Osagie K. Obasogie set out to find out what ‘race’ means to people who’ve never been able to see skin color.

Arthur Chang

In Martin Luther King Jr.’s historic “I Have a Dream” speech, he yearned for a time when Americans would “not be judged by the color of their skin but by the content of their character.” King’s language drew on a metaphor for fairness as old as the image of blindfolded Lady Justice, one that has long held a seductive appeal in America’s conversation on race: that of blindness. If we could just stop seeing color, the logic goes—if we could truly be race blind—we might at last move beyond the sins of slavery and prejudice, and reach a kind of utopia in which racial differences are emptied of meaning.

But what happens when the metaphor of colorblindness is tested literally? For lifelong blind people, who have no ability to sort people by skin color, does race become as meaningless as we might hope? Or do they in fact “see” race? And if they do—if they are no less race conscious than the rest of us—what might that tell us about an ideal that anchors our most basic sense of racial equality?
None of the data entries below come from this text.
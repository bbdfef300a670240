//! Shape propagation: the single place where output dimensions are derived.
//!
//! Both the synthesizer and the lowering compiler replay these rules, so a
//! topology that synthesizes cleanly lowers to exactly the same shapes.

use std::fmt;

use super::{ConvParams, OperatorBlock, Padding, PoolParams};

// ─── Shape state ──────────────────────────────────────────────────

/// Whether a tensor is still a feature map or already a flat vector.
#[derive(Clone, Copy, Debug, PartialEq, Eq, Hash)]
pub enum Mode {
    TwoD,
    OneD,
}

impl fmt::Display for Mode {
    fn fmt(&self, f: &mut fmt::Formatter<'_>) -> fmt::Result {
        match self {
            Mode::TwoD => write!(f, "2-D"),
            Mode::OneD => write!(f, "1-D"),
        }
    }
}

/// Dimensions of the tensor flowing between two blocks.
#[derive(Clone, Copy, Debug, PartialEq, Eq, Hash)]
pub enum ShapeState {
    TwoD {
        channels: usize,
        height: usize,
        width: usize,
    },
    OneD {
        features: usize,
    },
}

impl ShapeState {
    pub fn image(channels: usize, height: usize, width: usize) -> Self {
        ShapeState::TwoD {
            channels,
            height,
            width,
        }
    }

    pub fn vector(features: usize) -> Self {
        ShapeState::OneD { features }
    }

    pub fn mode(&self) -> Mode {
        match self {
            ShapeState::TwoD { .. } => Mode::TwoD,
            ShapeState::OneD { .. } => Mode::OneD,
        }
    }

    /// Number of scalar elements a buffer must hold for this tensor.
    /// Saturates instead of wrapping; capacity checks clamp it anyway.
    pub fn elements(&self) -> usize {
        match *self {
            ShapeState::TwoD {
                channels,
                height,
                width,
            } => channels.saturating_mul(height).saturating_mul(width),
            ShapeState::OneD { features } => features,
        }
    }
}

impl fmt::Display for ShapeState {
    fn fmt(&self, f: &mut fmt::Formatter<'_>) -> fmt::Result {
        match self {
            ShapeState::TwoD {
                channels,
                height,
                width,
            } => write!(f, "{}x{}x{}", channels, height, width),
            ShapeState::OneD { features } => write!(f, "{}", features),
        }
    }
}

// ─── Errors ───────────────────────────────────────────────────────

/// A block cannot legally apply to the current shape.
#[derive(Clone, Debug, PartialEq, Eq)]
pub enum ShapeError {
    /// The block expects the other tensor mode.
    ModeMismatch { op: &'static str, found: Mode },
    /// A declared `in_*` field disagrees with the replayed shape.
    InputMismatch {
        op: &'static str,
        field: &'static str,
        declared: usize,
        actual: usize,
    },
    /// The block would produce a dimension of zero or less.
    NonPositive { op: &'static str, dim: &'static str },
    /// An element count does not fit in `usize`.
    Overflow { op: &'static str },
    /// No shape rule exists for this block.
    Unsupported { name: String },
}

impl fmt::Display for ShapeError {
    fn fmt(&self, f: &mut fmt::Formatter<'_>) -> fmt::Result {
        match self {
            ShapeError::ModeMismatch { op, found } => {
                write!(f, "{} cannot apply to a {} tensor", op, found)
            }
            ShapeError::InputMismatch {
                op,
                field,
                declared,
                actual,
            } => write!(
                f,
                "{} declares {} = {}, but the incoming tensor has {}",
                op, field, declared, actual
            ),
            ShapeError::NonPositive { op, dim } => {
                write!(f, "{} would produce a non-positive {}", op, dim)
            }
            ShapeError::Overflow { op } => write!(f, "{} overflows the element count", op),
            ShapeError::Unsupported { name } => {
                write!(f, "no shape rule for operator '{}'", name)
            }
        }
    }
}

impl std::error::Error for ShapeError {}

// ─── Propagation ──────────────────────────────────────────────────

/// Apply one block to `state` and return the resulting shape.
pub fn propagate(state: ShapeState, block: &OperatorBlock) -> Result<ShapeState, ShapeError> {
    let op = block.static_name();
    let next = match (block, state) {
        (OperatorBlock::Relu, state) => state,

        (
            OperatorBlock::Conv(params),
            ShapeState::TwoD {
                channels,
                height,
                width,
            },
        ) => {
            expect_input(op, "in_channels", params.in_channels(), channels)?;
            ShapeState::TwoD {
                channels: params.out_channels(),
                height: conv_dim(params, "height", height)?,
                width: conv_dim(params, "width", width)?,
            }
        }

        (
            OperatorBlock::MaxPool(params),
            ShapeState::TwoD {
                channels,
                height,
                width,
            },
        ) => ShapeState::TwoD {
            channels,
            height: pool_dim(params, "height", height)?,
            width: pool_dim(params, "width", width)?,
        },

        (OperatorBlock::GlobalAvgPool, ShapeState::TwoD { channels, .. }) => ShapeState::TwoD {
            channels,
            height: 1,
            width: 1,
        },

        (
            OperatorBlock::Flatten(params),
            ShapeState::TwoD {
                channels,
                height,
                width,
            },
        ) => {
            let features = channels
                .checked_mul(height)
                .and_then(|n| n.checked_mul(width))
                .ok_or(ShapeError::Overflow { op })?;
            expect_input(op, "in_features", params.in_features(), features)?;
            ShapeState::OneD { features }
        }

        (OperatorBlock::Linear(params), ShapeState::OneD { features }) => {
            expect_input(op, "in_features", params.in_features(), features)?;
            ShapeState::OneD {
                features: params.out_features(),
            }
        }

        (OperatorBlock::Opaque(name), _) => {
            return Err(ShapeError::Unsupported { name: name.clone() });
        }

        (_, state) => {
            return Err(ShapeError::ModeMismatch {
                op,
                found: state.mode(),
            });
        }
    };
    ensure_positive(op, next)
}

fn expect_input(
    op: &'static str,
    field: &'static str,
    declared: usize,
    actual: usize,
) -> Result<(), ShapeError> {
    if declared == actual {
        Ok(())
    } else {
        Err(ShapeError::InputMismatch {
            op,
            field,
            declared,
            actual,
        })
    }
}

/// `floor((in - k + 2p) / s) + 1`, or `ceil(in / s)` for "same" padding.
fn conv_dim(params: &ConvParams, dim: &'static str, input: usize) -> Result<usize, ShapeError> {
    match params.padding() {
        Padding::Same => Ok(input.div_ceil(params.stride())),
        Padding::Explicit(pad) => {
            window("conv", dim, input, params.kernel_size(), pad, params.stride())
        }
    }
}

/// `floor((in - k) / s) + 1`.
fn pool_dim(params: &PoolParams, dim: &'static str, input: usize) -> Result<usize, ShapeError> {
    window("max_pool", dim, input, params.kernel_size(), 0, params.stride())
}

fn window(
    op: &'static str,
    dim: &'static str,
    input: usize,
    kernel: usize,
    pad: usize,
    stride: usize,
) -> Result<usize, ShapeError> {
    let span = pad
        .checked_mul(2)
        .and_then(|p| p.checked_add(input))
        .ok_or(ShapeError::Overflow { op })?;
    // A negative numerator floors to a result of zero or less.
    if span < kernel {
        return Err(ShapeError::NonPositive { op, dim });
    }
    Ok((span - kernel) / stride + 1)
}

fn ensure_positive(op: &'static str, state: ShapeState) -> Result<ShapeState, ShapeError> {
    let zero = match state {
        ShapeState::TwoD {
            channels,
            height,
            width,
        } => [
            ("channels", channels),
            ("height", height),
            ("width", width),
        ]
        .into_iter()
        .find(|(_, v)| *v == 0)
        .map(|(dim, _)| dim),
        ShapeState::OneD { features } => (features == 0).then_some("features"),
    };
    match zero {
        Some(dim) => Err(ShapeError::NonPositive { op, dim }),
        None => Ok(state),
    }
}

#[cfg(test)]
mod tests {
    use super::*;

    fn conv(cin: usize, cout: usize, k: usize, pad: Padding, stride: usize) -> OperatorBlock {
        OperatorBlock::conv(cin, cout, k, pad, stride).unwrap()
    }

    #[test]
    fn test_scenario_a_propagation() {
        let mut shape = ShapeState::image(3, 32, 32);
        let steps = [
            (conv(3, 32, 3, Padding::Same, 1), ShapeState::image(32, 32, 32)),
            (OperatorBlock::Relu, ShapeState::image(32, 32, 32)),
            (OperatorBlock::max_pool(2, 2).unwrap(), ShapeState::image(32, 16, 16)),
            (OperatorBlock::GlobalAvgPool, ShapeState::image(32, 1, 1)),
            (OperatorBlock::flatten(32).unwrap(), ShapeState::vector(32)),
            (OperatorBlock::linear(32, 128).unwrap(), ShapeState::vector(128)),
        ];
        for (block, expected) in steps {
            shape = propagate(shape, &block).unwrap();
            assert_eq!(shape, expected, "after {}", block);
        }
    }

    #[test]
    fn test_conv_numeric_padding_with_stride() {
        // floor((32 - 3 + 2) / 2) + 1 = 16
        let out = propagate(
            ShapeState::image(3, 32, 32),
            &conv(3, 8, 3, Padding::Explicit(1), 2),
        )
        .unwrap();
        assert_eq!(out, ShapeState::image(8, 16, 16));
    }

    #[test]
    fn test_conv_same_padding_rounds_up() {
        let out = propagate(
            ShapeState::image(4, 7, 9),
            &conv(4, 4, 5, Padding::Same, 2),
        )
        .unwrap();
        assert_eq!(out, ShapeState::image(4, 4, 5));
    }

    #[test]
    fn test_max_pool_floor() {
        let out = propagate(
            ShapeState::image(16, 7, 7),
            &OperatorBlock::max_pool(2, 2).unwrap(),
        )
        .unwrap();
        assert_eq!(out, ShapeState::image(16, 3, 3));
    }

    #[test]
    fn test_non_positive_dimension_is_error() {
        let err = propagate(
            ShapeState::image(8, 2, 2),
            &OperatorBlock::max_pool(3, 1).unwrap(),
        )
        .unwrap_err();
        assert_eq!(
            err,
            ShapeError::NonPositive {
                op: "max_pool",
                dim: "height",
            }
        );

        let err = propagate(ShapeState::image(0, 4, 4), &OperatorBlock::Relu).unwrap_err();
        assert_eq!(
            err,
            ShapeError::NonPositive {
                op: "relu",
                dim: "channels",
            }
        );
    }

    #[test]
    fn test_mode_mismatch() {
        let linear = OperatorBlock::linear(12, 4).unwrap();
        assert_eq!(
            propagate(ShapeState::image(3, 2, 2), &linear),
            Err(ShapeError::ModeMismatch {
                op: "linear",
                found: Mode::TwoD,
            })
        );
        assert_eq!(
            propagate(ShapeState::vector(12), &OperatorBlock::GlobalAvgPool),
            Err(ShapeError::ModeMismatch {
                op: "global_avg_pool",
                found: Mode::OneD,
            })
        );
    }

    #[test]
    fn test_declared_inputs_are_checked() {
        assert_eq!(
            propagate(ShapeState::image(3, 8, 8), &conv(4, 8, 3, Padding::Same, 1)),
            Err(ShapeError::InputMismatch {
                op: "conv",
                field: "in_channels",
                declared: 4,
                actual: 3,
            })
        );
        assert!(propagate(
            ShapeState::image(3, 2, 2),
            &OperatorBlock::flatten(3).unwrap()
        )
        .is_err());
        let linear = OperatorBlock::linear(11, 2).unwrap();
        assert!(propagate(ShapeState::vector(10), &linear).is_err());
    }

    #[test]
    fn test_flatten_uses_current_feature_map() {
        let out = propagate(
            ShapeState::image(5, 3, 2),
            &OperatorBlock::flatten(30).unwrap(),
        )
        .unwrap();
        assert_eq!(out, ShapeState::vector(30));
        assert_eq!(out.mode(), Mode::OneD);
    }

    #[test]
    fn test_opaque_has_no_rule() {
        assert_eq!(
            propagate(ShapeState::vector(4), &OperatorBlock::Opaque("add".into())),
            Err(ShapeError::Unsupported { name: "add".into() })
        );
    }

    #[test]
    fn test_elements() {
        assert_eq!(ShapeState::image(128, 32, 32).elements(), 131_072);
        assert_eq!(ShapeState::vector(10).elements(), 10);
        assert_eq!(ShapeState::image(usize::MAX, 2, 2).elements(), usize::MAX);
    }

    #[test]
    fn test_flatten_overflow() {
        let flatten = OperatorBlock::flatten(1).unwrap();
        assert_eq!(
            propagate(ShapeState::image(usize::MAX, 2, 1), &flatten),
            Err(ShapeError::Overflow { op: "flatten" })
        );
    }

    #[test]
    fn test_padded_window_overflow() {
        let block = conv(1, 1, 3, Padding::Explicit(1), 2);
        assert_eq!(
            propagate(ShapeState::image(1, usize::MAX, 8), &block),
            Err(ShapeError::Overflow { op: "conv" })
        );
    }
}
Those questions lie at the heart of “Blinded by Sight: Seeing Race Through the Eyes of the Blind,” by legal scholar and sociology professor Osagie K. Obasogie. In a study eight years in the making, Obasogie, who teaches at the University of California Hastings, set out to document how blind people experience race. He found that even without visual cues, they experience the same divisions and prejudices as anyone else.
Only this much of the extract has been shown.